- What the exercise asks -
Starting at the line that holds "mod handlers;" and stopping at the line that holds "let state = AppState::new(config.database.as_ref()).await;", restate the records below word for word, with both of those lines included.

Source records
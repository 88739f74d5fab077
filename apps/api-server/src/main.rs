//! # Stanza API Server
//!
//! The main entry point for the Actix-web HTTP server.

use actix_web::{App, HttpServer, web};
use tracing_actix_web::TracingLogger;

mod config;
mod handlers;
mod middleware;
mod state;

use config::AppConfig;
use state::AppState;

#[actix_web::main]
async fn main() -> std::io::Result<()> {
    dotenvy::dotenv().ok();
    init_tracing();

    let config = AppConfig::from_env();

    tracing::info!(
        "Starting Stanza API Server on {}:{}",
        config.host,
        config.port
    );

    let state = AppState::new(config.database.as_ref()).await;

    // Demo/test environments only: bulk-create categories and posts
    if config.seed_demo {
        if let Err(e) =
            stanza_infra::seed::seed_demo_data(state.categories.as_ref(), state.posts.as_ref())
                .await
        {
            tracing::error!("Failed to seed demo data: {}", e);
        }
    }

    HttpServer::new(move || {
        App::new()
            .wrap(TracingLogger::default())
            .app_data(web::Data::new(state.clone()))
            .configure(handlers::configure_routes)
    })
    .bind((config.host.as_str(), config.port))?
    .run()
    .await
}

fn init_tracing() {
    use tracing_subscriber::{EnvFilter, layer::SubscriberExt, util::SubscriberInitExt};

    let env_filter = EnvFilter::try_from_default_env()
        .unwrap_or_else(|_| EnvFilter::new("info,api_server=debug,stanza_infra=debug"));

    tracing_subscriber::registry()
        .with(env_filter)
        .with(tracing_subscriber::fmt::layer().pretty())
        .init();
}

- Final answer -
mod handlers;
mod middleware;
mod state;

use config::AppConfig;
use state::AppState;

#[actix_web::main]
async fn main() -> std::io::Result<()> {
    dotenvy::dotenv().ok();
    init_tracing();

    let config = AppConfig::from_env();

    tracing::info!(
        "Starting Stanza API Server on {}:{}",
        config.host,
        config.port
    );

    let state = AppState::new(config.database.as_ref()).await;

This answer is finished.